4. Enter the Hadoop directory

cd /usr/hadoop/hadoop-2.6.0/etc/hadoop 

5. Edit the configuration file

(1) Enter vim hadoop-env.sh file and add (the location of the java jdk file)

export JAVA_HOME=/usr/java/jdk1.8.0_181 

(2) Enter vim core-site.xml (z1: the IP or mapping name of the master node (change it to your own))

<configuration>
<property>
        <name>hadoop.tmp.dir</name>
        <value>file:/root/hadoop/tmp</value>
</property>
<!--Port number 9000-->
<property>
        <name>fs.default.name</name>
        <value>hdfs://z1:9000</value>
</property>
<!--Turn on the trash can mechanism in minutes-->
<property>
    <name>fs.trash.insterval</name>
    <value>10080</value>
</property>
<!--Buffer size, actual work depends on server performance-->
<property>
    <name>io.file.buffer.sizei</name>
    <value>4096</value>
</property>
</configuration>
                                                                                                                                                                  39,9 bottom 

(3) Hadoop does not have a mapred-site.xml file.
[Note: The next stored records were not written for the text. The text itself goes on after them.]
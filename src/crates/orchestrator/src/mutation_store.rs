//! Append-only proposal lifecycle ledger (spec §4.6).
//!
//! Only the component currently owning a proposal may transition it; the
//! store is the single source of truth for "who owns what state" so the
//! SQL/REST layer (out of scope here) can't silently diverge from it, per
//! the "treat the ledger as authoritative" decision in the design notes.

use std::collections::HashMap;

use chrono::{DateTime, Utc};
use dashmap::DashMap;
use parking_lot::Mutex;
use serde_json::Value;

use crate::{MutationProposal, OrchestratorError, ProposalState, Result};

/// One entry in a proposal's transition history.
#[derive(Debug, Clone)]
pub struct Transition {
    pub from: ProposalState,
    pub to: ProposalState,
    pub payload: Value,
    pub at: DateTime<Utc>,
}

#[derive(Debug, Clone)]
struct Record {
    proposal: MutationProposal,
    state: ProposalState,
    history: Vec<Transition>,
}

/// Filters for [`MutationStore::list`].
#[derive(Debug, Clone, Default)]
pub struct ListFilters {
    pub state: Option<ProposalState>,
    pub spec_id: Option<String>,
}

/// Lifecycle ledger for mutation proposals. The in-memory implementation
/// serializes transitions per proposal with a per-entry lock, mirroring the
/// graph repository's per-node write serialization (spec §5).
pub struct MutationStore {
    records: DashMap<String, Mutex<Record>>,
}

impl Default for MutationStore {
    fn default() -> Self {
        Self::new()
    }
}

impl MutationStore {
    pub fn new() -> Self {
        Self {
            records: DashMap::new(),
        }
    }

    /// Register a freshly-submitted proposal in the `proposed` state.
    pub fn insert(&self, proposal: MutationProposal) -> Result<()> {
        if self.records.contains_key(&proposal.proposal_id) {
            return Err(OrchestratorError::Conflict(format!(
                "proposal {} already exists",
                proposal.proposal_id
            )));
        }
        let id = proposal.proposal_id.clone();
        self.records.insert(
            id,
            Mutex::new(Record {
                proposal,
                state: ProposalState::Proposed,
                history: Vec::new(),
            }),
        );
        Ok(())
    }

    pub fn get(&self, proposal_id: &str) -> Option<(MutationProposal, ProposalState)> {
        self.records
            .get(proposal_id)
            .map(|entry| {
                let record = entry.lock();
                (record.proposal.clone(), record.state)
            })
    }

    pub fn list(&self, filters: &ListFilters) -> Vec<(MutationProposal, ProposalState)> {
        self.records
            .iter()
            .filter_map(|entry| {
                let record = entry.lock();
                if let Some(state) = filters.state {
                    if record.state != state {
                        return None;
                    }
                }
                if let Some(spec_id) = &filters.spec_id {
                    if &record.proposal.spec_id != spec_id {
                        return None;
                    }
                }
                Some((record.proposal.clone(), record.state))
            })
            .collect()
    }

    /// Transition a proposal from `from` to `to`, failing with
    /// [`OrchestratorError::Conflict`] if `from` does not match the current
    /// state (a concurrent writer already moved it) or if the transition
    /// isn't in [`ProposalState::allowed_transitions`].
    pub fn transition(
        &self,
        proposal_id: &str,
        from: ProposalState,
        to: ProposalState,
        payload: Value,
    ) -> Result<()> {
        let entry = self.records.get(proposal_id).ok_or_else(|| {
            OrchestratorError::Conflict(format!("unknown proposal {proposal_id}"))
        })?;
        let mut record = entry.lock();

        if record.state != from {
            return Err(OrchestratorError::Conflict(format!(
                "proposal {proposal_id} is in state {} but caller expected {}",
                record.state, from
            )));
        }
        if !from.can_transition_to(to) {
            return Err(OrchestratorError::Conflict(format!(
                "illegal transition for proposal {proposal_id}: {from} -> {to}"
            )));
        }

        record.history.push(Transition {
            from,
            to,
            payload,
            at: Utc::now(),
        });
        record.state = to;
        Ok(())
    }

    pub fn history(&self, proposal_id: &str) -> Vec<Transition> {
        self.records
            .get(proposal_id)
            .map(|entry| entry.lock().history.clone())
            .unwrap_or_default()
    }

    /// Snapshot of every proposal's current state, for operator visibility.
    pub fn state_counts(&self) -> HashMap<ProposalState, usize> {
        let mut counts = HashMap::new();
        for entry in self.records.iter() {
            *counts.entry(entry.lock().state).or_insert(0) += 1;
        }
        counts
    }
}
Copy the file here and then enter mapred-site.xml

cp mapred-site.xml.template mapred-site.xml
vim mapred-site.xml

(z1: the IP or mapping name of the master node (change to your own))

<configuration>
<property>
<!--Specify Mapreduce to run on yarn-->
   <name>mapreduce.framework.name</name>
   <value>yarn</value>
 </property>
<!--Start MapReduce's small task mode-->
<property>
      <name>mapred.job.ubertask.enable</name>
      <value>true</value>
</property>
<property>
      <name>mapred.job.tracker</name>
      <value>z1:9001</value>
</property>
 
<property>
<name>mapreduce.jobhistory.address</name>
<value>CMaster:10020</value>
</property>
</configuration> 

(4) Enter yarn-site.xml

vim yarn-site.xml

(z1: the IP or mapping name of the master node (change to your own))

<configuration>
 
<!-- Site specific YARN configuration properties -->
 
<!--Configure the location of the yarn master node-->
<property>
        <name>yarn.resourcemanager.hostname</name>
        <value>z1</value>
</property>
<property>
<!-- mapreduce, the way to get data when executing shuff1e.-->
<description>The address of the applications manager interface in the RM.</description>
     <name>yarn.resourcemanager.address</name>
     <value>z1:8032</value>
</property>
<property>
  <name>yarn.resourcemanager.scheduler.address</name>
  <value>z1:8030</value>
</property>
 
<property>
  <name>yarn.resourcemanager.webapp.address</name>
  <value>z1:8088</value>
</property>
 
<property>
  <name>yarn.resourcemanager.webapp.https.address</name>
  <value>z1:8090</value>
</property>
<property>
  <name>yarn.resourcemanager.resource-tracker.address</name>
  <value>z1:8031</value>
</property>
<property>
  <name>yarn.resourcemanager.admin.address</name>
  <value>z1:8033</value>
</property>
<property><!--The way to get data when mapreduce executes shuff1e, -->
  <name>yarn.nodemanager.aux-services</name>
  <value>mapreduce_shuffle</value>
</property>
<property>
<!--Set memory, memory allocation of yarn-->
  <name>yarn.scheduler.maximum-a11ocation-mb</name>
  <value>2024</value>
  <discription>Available memory per node, unit: M, default: 8182MB</discription>
</property>
<property>
  <name>yarn.nodemanager.vmem-pmem-ratio</name>
  <value>2.1</value>
</property>
<property>
  <name>yarn.nodemanager.resource.memory-mb</name>
  <value>1024</value>
</property>
<property>
  <name>yarn.nodemanager.vmem-check-enabled</name>
  <value>false</value>
</property>
 
<property>
<name>yarn.nodemanager.aux-services.mapreduce.shuffle.class</name>
<value>org.apache.hadoop.mapred.ShuffleHandler</value>
</property>
 
 
</configuration>
                                                    

(5) Enter hdfs-site.xml

vim hdfs-site.xml 

<configuration>
<property>
        <name>dfs.namenode.name.dir</name>
        <value>file:/usr/hadoop/hadoop-2.6.0/hadoopDesk/namenodeDatas</value>
</property>
 <property>
        <name>dfs.datanode.data.dir</name>
        <value>file:/usr/hadoop/hadoop-2.6.0/hadoopDatas/namenodeDatas</value>
    </property>
<property>
<!--Number of copies-->
<name>dfs.replication</name>
<value>3</value>
</property>
<!--Set hdfs file permissions-->
<property>
<name>dfs.permissions</name>
<value>false</value>
</property>
<!--Set the size of a file slice: 128m-->
<property>
<name>dfs.bloksize</name>
<value>134217728</value>
</property>
</configuration>

6. Enter slaves to add master nodes and slave nodes

vim slaves

Add your own master node and slave node (mine are z1, z2, z3)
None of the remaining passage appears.